--- START ---

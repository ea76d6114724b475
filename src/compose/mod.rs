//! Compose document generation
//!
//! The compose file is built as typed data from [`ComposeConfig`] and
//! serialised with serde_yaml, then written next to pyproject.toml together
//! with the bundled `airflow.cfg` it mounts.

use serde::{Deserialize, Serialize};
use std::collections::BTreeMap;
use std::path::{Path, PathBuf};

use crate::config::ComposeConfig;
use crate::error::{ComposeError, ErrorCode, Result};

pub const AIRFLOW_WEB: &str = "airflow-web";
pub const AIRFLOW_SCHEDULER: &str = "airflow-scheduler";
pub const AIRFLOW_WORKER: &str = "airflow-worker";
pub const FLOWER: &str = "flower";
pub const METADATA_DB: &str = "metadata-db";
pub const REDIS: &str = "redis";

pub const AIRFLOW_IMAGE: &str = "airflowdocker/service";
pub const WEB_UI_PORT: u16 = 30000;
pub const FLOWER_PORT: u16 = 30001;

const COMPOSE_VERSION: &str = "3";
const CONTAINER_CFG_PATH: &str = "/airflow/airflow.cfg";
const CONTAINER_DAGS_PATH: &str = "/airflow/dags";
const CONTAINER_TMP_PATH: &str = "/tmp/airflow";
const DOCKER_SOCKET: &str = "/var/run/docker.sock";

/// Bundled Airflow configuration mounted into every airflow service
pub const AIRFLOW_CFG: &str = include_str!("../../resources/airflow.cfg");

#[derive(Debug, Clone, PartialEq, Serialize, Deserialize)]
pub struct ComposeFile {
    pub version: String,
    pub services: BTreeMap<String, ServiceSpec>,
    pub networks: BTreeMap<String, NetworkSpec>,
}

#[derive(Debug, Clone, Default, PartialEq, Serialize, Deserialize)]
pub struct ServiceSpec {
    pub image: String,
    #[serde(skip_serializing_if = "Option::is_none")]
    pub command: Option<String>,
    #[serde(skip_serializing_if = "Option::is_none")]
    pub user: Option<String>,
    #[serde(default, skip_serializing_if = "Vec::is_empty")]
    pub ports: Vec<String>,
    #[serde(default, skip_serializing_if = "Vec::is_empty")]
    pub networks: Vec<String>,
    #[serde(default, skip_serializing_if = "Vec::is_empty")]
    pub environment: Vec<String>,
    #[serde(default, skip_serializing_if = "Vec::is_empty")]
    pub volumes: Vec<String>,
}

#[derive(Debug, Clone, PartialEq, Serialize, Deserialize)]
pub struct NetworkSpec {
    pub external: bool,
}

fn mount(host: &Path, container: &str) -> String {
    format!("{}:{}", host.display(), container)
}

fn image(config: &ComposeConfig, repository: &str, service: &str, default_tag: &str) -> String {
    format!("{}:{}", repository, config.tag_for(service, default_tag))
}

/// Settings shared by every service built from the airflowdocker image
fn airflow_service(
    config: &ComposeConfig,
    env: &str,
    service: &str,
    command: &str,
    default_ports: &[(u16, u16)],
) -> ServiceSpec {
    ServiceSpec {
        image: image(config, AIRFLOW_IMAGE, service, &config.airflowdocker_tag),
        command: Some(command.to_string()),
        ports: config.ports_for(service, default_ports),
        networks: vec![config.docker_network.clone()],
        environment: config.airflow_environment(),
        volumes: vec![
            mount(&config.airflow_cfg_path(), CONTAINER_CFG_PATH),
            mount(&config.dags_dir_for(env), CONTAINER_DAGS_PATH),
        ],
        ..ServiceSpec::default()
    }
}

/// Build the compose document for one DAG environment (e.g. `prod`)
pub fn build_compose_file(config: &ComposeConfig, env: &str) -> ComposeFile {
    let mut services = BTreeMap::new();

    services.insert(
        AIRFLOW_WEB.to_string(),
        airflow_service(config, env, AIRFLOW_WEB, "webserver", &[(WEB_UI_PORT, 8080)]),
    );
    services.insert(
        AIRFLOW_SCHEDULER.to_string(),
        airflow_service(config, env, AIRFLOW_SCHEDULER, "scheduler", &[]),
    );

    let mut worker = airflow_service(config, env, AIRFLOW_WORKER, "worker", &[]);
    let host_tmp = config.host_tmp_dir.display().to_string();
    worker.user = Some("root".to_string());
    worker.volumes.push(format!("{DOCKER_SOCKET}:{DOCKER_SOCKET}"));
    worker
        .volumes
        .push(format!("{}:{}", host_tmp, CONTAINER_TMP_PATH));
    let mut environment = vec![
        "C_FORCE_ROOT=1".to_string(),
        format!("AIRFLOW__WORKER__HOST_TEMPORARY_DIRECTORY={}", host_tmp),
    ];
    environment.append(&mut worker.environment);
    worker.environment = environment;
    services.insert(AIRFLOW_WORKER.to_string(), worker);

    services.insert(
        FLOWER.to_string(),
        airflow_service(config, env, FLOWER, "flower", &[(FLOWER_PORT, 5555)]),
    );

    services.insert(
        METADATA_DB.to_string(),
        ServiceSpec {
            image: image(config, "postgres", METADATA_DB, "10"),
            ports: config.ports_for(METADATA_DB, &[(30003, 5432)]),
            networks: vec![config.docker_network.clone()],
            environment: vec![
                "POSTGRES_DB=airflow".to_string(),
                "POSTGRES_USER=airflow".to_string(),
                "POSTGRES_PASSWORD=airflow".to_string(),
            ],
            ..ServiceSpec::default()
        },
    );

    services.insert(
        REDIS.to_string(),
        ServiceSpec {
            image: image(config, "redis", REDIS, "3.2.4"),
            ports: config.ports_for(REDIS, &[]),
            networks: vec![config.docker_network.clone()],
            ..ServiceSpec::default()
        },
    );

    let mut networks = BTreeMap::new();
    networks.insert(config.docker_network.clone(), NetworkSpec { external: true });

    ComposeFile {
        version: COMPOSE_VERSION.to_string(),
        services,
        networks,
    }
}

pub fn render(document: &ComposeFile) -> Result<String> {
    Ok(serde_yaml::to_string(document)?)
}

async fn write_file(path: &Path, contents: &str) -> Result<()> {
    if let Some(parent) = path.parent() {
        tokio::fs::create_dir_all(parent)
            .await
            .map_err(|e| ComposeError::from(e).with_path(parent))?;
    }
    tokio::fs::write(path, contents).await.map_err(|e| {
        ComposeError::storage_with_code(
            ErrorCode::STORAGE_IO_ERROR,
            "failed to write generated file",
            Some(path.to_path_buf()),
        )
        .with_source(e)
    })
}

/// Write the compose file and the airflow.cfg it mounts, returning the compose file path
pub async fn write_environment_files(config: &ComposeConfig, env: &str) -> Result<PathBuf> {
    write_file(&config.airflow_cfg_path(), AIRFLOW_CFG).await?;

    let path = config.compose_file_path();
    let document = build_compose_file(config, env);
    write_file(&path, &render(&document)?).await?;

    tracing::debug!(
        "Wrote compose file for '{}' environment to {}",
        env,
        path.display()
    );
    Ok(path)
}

--- END ---
--- START ---

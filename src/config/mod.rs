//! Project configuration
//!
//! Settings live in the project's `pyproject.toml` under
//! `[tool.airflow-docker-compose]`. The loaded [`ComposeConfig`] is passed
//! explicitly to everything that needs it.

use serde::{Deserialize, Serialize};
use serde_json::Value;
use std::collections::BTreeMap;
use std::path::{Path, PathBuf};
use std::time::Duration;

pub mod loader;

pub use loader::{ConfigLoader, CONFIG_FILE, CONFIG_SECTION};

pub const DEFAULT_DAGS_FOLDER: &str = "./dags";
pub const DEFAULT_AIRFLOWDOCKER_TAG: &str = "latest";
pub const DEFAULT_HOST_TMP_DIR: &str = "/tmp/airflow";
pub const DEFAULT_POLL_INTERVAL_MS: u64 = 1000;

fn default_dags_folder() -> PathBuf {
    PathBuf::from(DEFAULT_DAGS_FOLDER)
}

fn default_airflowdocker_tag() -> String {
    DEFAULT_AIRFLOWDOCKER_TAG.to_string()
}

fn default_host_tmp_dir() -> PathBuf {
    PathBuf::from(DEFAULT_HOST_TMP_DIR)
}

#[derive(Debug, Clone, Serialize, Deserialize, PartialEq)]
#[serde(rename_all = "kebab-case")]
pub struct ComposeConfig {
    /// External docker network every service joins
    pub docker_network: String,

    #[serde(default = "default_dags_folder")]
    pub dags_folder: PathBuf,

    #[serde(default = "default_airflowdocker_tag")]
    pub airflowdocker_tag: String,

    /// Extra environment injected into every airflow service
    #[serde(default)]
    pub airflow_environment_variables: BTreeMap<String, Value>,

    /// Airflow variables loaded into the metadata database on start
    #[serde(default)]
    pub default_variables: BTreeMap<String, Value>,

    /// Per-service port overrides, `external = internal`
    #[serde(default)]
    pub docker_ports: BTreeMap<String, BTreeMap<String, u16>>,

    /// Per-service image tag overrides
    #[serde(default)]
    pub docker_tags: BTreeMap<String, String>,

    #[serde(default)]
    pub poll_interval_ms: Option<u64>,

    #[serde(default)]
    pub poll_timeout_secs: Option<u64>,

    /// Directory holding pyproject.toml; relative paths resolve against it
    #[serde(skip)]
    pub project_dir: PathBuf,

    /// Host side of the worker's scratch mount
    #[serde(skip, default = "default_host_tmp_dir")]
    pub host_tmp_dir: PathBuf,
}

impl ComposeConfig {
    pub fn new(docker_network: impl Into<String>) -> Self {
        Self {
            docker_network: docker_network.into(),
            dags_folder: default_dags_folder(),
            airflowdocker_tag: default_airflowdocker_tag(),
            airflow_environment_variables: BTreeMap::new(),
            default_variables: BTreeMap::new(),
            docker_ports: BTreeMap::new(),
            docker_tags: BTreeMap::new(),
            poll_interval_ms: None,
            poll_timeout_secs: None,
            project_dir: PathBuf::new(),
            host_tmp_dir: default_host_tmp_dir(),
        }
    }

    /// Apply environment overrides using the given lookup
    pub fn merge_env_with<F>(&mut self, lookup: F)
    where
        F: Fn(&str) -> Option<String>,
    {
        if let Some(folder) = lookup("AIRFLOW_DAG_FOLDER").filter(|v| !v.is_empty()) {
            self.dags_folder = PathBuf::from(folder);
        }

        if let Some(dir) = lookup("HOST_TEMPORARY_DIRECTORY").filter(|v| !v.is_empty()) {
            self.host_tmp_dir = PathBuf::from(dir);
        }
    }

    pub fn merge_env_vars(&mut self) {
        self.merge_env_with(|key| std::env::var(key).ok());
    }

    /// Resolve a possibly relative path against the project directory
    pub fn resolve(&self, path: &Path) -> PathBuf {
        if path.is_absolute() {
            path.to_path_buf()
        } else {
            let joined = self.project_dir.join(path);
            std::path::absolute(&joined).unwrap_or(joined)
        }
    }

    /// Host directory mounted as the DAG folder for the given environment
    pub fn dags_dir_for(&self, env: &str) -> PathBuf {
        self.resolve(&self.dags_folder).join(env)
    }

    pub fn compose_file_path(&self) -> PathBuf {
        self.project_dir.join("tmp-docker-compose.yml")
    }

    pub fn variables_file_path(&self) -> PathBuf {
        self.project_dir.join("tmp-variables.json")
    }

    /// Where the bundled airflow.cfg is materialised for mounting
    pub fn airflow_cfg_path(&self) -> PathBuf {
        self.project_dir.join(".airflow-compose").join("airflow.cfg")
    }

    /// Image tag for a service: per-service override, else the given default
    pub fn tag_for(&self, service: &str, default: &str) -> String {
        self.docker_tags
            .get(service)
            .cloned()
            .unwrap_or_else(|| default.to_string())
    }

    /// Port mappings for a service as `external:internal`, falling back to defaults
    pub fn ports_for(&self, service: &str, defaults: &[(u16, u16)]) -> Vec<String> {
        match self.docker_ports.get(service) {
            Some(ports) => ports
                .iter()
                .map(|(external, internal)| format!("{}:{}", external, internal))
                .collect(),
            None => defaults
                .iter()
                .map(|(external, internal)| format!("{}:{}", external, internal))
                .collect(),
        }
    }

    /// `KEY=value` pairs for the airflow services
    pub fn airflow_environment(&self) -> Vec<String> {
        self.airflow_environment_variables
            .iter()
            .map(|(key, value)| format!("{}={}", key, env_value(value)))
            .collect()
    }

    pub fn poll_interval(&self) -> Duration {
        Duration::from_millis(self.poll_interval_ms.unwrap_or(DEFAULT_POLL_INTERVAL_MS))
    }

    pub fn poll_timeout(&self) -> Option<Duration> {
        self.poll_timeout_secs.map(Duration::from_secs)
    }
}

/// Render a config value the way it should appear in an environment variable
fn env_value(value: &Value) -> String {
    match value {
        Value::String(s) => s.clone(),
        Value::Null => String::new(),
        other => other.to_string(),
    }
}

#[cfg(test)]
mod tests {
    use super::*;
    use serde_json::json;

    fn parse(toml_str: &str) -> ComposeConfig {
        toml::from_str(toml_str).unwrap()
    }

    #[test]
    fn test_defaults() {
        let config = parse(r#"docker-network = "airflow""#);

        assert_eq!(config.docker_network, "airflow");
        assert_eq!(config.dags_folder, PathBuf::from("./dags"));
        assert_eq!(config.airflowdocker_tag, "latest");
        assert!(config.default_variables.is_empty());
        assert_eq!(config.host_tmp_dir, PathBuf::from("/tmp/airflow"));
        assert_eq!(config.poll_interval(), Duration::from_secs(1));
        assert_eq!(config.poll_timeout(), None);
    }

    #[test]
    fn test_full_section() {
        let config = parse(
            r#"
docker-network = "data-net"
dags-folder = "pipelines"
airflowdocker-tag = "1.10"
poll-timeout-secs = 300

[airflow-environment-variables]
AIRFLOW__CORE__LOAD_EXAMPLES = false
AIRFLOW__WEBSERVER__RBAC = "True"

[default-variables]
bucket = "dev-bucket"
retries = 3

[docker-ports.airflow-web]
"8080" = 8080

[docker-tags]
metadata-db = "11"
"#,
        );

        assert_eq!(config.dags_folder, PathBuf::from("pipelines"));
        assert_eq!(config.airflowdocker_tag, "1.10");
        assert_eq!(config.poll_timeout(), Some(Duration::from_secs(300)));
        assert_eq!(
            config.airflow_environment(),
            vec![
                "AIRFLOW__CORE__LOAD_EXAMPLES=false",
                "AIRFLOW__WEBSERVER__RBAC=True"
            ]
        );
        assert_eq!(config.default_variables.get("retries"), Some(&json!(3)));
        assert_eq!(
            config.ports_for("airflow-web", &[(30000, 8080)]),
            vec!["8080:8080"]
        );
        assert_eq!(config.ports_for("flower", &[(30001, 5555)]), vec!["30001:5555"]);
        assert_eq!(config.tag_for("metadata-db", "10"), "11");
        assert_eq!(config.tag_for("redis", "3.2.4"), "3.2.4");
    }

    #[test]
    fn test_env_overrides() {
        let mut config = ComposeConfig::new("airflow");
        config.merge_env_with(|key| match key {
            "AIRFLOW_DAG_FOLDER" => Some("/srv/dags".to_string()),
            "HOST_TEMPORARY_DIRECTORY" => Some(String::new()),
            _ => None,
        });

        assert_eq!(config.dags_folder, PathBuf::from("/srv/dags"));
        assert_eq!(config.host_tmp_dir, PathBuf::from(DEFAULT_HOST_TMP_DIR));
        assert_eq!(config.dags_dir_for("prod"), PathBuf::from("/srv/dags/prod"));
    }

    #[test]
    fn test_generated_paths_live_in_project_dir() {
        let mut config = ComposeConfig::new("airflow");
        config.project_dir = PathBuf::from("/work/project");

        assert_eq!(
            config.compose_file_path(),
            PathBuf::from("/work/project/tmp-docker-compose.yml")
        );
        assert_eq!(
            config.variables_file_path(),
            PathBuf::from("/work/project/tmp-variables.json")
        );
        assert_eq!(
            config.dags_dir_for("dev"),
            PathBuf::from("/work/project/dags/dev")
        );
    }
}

--- END ---
--- START ---

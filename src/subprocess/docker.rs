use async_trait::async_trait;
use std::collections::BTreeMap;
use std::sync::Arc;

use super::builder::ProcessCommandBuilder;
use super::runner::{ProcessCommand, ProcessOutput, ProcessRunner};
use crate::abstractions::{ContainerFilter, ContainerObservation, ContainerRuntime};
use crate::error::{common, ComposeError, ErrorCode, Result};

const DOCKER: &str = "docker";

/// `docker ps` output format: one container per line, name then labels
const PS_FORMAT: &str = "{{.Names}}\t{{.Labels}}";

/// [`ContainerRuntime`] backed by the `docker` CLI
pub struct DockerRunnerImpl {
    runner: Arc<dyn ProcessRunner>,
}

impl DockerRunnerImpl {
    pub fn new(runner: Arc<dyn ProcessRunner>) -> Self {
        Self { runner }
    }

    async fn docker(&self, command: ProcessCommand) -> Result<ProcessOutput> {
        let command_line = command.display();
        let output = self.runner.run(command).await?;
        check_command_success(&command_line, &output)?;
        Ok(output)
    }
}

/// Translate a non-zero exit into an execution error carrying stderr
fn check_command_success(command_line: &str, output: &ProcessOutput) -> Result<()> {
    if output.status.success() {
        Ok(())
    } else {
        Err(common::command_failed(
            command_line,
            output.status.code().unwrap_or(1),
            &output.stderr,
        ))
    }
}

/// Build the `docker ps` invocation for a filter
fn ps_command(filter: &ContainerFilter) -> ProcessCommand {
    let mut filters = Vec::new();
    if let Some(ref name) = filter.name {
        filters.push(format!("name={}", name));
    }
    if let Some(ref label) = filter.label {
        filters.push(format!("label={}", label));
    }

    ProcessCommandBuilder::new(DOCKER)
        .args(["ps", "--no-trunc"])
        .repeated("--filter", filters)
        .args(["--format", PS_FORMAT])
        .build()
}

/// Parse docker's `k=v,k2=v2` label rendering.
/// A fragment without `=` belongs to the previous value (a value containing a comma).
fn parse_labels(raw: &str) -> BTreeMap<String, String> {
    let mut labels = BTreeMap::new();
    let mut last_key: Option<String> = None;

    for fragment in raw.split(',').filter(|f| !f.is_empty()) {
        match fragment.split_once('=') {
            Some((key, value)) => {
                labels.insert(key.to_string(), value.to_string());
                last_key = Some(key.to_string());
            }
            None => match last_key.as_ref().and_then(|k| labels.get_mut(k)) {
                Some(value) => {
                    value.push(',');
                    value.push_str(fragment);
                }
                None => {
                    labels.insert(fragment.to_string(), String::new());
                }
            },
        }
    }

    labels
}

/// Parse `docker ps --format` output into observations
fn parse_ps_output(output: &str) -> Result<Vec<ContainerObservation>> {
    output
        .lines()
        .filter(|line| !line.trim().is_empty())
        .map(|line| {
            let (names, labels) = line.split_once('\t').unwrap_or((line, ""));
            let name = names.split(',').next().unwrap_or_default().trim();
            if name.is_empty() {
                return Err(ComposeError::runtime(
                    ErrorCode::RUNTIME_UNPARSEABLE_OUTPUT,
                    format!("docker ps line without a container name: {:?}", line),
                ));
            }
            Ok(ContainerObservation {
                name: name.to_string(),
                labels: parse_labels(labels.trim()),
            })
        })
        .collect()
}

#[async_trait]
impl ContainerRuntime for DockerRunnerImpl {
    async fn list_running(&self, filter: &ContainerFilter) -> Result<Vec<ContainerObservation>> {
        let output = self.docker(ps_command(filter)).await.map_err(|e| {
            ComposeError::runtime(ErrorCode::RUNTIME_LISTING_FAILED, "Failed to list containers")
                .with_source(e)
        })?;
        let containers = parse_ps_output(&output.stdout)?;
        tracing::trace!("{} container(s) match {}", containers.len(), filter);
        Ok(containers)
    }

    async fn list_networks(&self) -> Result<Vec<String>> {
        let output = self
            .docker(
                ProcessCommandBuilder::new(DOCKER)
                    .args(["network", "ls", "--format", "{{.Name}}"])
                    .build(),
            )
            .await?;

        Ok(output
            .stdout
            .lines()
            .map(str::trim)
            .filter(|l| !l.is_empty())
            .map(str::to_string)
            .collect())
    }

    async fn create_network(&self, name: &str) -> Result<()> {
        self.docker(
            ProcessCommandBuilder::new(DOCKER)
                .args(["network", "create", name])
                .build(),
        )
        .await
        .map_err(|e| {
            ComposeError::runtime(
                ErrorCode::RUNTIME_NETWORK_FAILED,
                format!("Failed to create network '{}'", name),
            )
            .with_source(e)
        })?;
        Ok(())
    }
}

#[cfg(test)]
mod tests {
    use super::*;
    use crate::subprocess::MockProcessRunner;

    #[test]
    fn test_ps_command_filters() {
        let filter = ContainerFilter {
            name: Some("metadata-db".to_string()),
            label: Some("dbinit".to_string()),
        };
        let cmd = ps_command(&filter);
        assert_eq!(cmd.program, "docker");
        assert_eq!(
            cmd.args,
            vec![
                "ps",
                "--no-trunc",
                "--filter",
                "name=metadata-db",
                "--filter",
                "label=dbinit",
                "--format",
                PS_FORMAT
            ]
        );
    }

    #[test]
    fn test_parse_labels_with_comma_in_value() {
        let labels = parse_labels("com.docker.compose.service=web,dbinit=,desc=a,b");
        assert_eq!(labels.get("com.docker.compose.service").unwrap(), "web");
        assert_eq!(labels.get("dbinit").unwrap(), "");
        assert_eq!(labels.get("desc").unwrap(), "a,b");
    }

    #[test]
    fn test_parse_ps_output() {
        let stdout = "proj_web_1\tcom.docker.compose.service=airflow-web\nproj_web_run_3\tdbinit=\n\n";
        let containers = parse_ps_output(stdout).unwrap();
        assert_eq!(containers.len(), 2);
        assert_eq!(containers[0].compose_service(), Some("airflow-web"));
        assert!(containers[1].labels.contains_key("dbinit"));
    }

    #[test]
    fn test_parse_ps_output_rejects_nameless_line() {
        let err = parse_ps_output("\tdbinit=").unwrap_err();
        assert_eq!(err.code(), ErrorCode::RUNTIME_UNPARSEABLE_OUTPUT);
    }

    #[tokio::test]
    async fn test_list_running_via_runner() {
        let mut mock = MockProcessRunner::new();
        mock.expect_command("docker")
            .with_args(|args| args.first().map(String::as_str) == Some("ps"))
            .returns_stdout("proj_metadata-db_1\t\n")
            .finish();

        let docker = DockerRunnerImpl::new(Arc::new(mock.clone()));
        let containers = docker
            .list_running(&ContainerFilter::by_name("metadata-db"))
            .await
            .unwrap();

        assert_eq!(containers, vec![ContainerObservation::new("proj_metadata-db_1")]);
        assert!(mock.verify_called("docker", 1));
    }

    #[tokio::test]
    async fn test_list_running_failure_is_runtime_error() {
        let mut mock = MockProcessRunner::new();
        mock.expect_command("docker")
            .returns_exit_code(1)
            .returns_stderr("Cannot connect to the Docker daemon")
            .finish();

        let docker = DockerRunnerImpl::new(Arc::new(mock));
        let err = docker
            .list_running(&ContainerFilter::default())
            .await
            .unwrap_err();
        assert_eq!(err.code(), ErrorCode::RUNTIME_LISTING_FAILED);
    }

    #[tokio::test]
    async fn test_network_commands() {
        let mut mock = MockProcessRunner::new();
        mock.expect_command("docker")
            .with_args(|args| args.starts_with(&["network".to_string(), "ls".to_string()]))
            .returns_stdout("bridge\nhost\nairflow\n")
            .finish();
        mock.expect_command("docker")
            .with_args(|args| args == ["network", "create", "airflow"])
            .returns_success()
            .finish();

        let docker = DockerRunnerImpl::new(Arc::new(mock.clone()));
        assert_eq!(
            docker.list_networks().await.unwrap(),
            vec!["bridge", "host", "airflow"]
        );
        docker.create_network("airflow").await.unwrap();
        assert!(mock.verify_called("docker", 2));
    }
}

--- END ---

_Work request_
Find the lines of the listing above that hold "ContainerFilter". Please copy them.

_Solution to this task_
use crate::abstractions::{ContainerFilter, ContainerObservation, ContainerRuntime};
fn ps_command(filter: &ContainerFilter) -> ProcessCommand {
    async fn list_running(&self, filter: &ContainerFilter) -> Result<Vec<ContainerObservation>> {
        let filter = ContainerFilter {
            .list_running(&ContainerFilter::by_name("metadata-db"))
            .list_running(&ContainerFilter::default())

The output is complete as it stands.